The Berkeley City Council is set to discuss whether to allow a fourth dispensary to open in the city at its meeting tonight. Photo: Flores y Plantas
The Berkeley City Council is set to discuss whether to allow a fourth dispensary to open in the city at its meeting tonight. Photo: Flores y Plantas

Five days after the House of Representatives passed groundbreaking legislation calling on the federal government to stop targeting legitimate medical cannabis dispensaries, the Berkeley City Council is set to discuss whether to allow a fourth dispensary to open.

But the council, which delayed a decision two times already, may delay it a third time when it meets tonight if Mayor Tom Bates has his way. The political climate is still too uncertain to guarantee that a new dispensary can open successfully, according to Bates.

“He is not in favor of it going forward at this time because of the continuing uncertainty at the federal level,” said Charles Burress, Bates’ spokesman. “It’s better to wait for further clarification. He hopes that eventually we can add a fourth one, but right now is not the time to do it.”

The news that the council might delay a fourth dispensary is disappointing, particularly since it may lead to more illegal operations opening up in Berkeley, said Charley Pappas, a member of the Medical Cannabis Commission. Berkeley’s three current dispensaries are at or over capacity, and in recent years at least three collectives have been operating illegally to meet the demand, he said. If a fourth dispensary doesn’t open soon, the trend might continue, said Pappas. In fact, the MCC has recommended that the city allow six dispensaries to operate.

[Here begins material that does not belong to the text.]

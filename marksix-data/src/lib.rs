pub mod feed;
pub mod models;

“The Commission thinks it’s more than time, it’s overdue, and there should be more than one,” said Pappas. “A possible consequence of inaction by the city council would  be collectives become dispensaries again.”

City Councilwoman Susan Wengraff said she thinks Berkeley should forge ahead with setting the parameters for opening a fourth dispensary, even though she personally prefers to leave the number at three. (She is definitely opposed to having six.)

“I would like to see this go ahead,” said Wengraf. “They (the Medical Cannabis Commission) have been working long enough on this. I think it’s time to move forward.”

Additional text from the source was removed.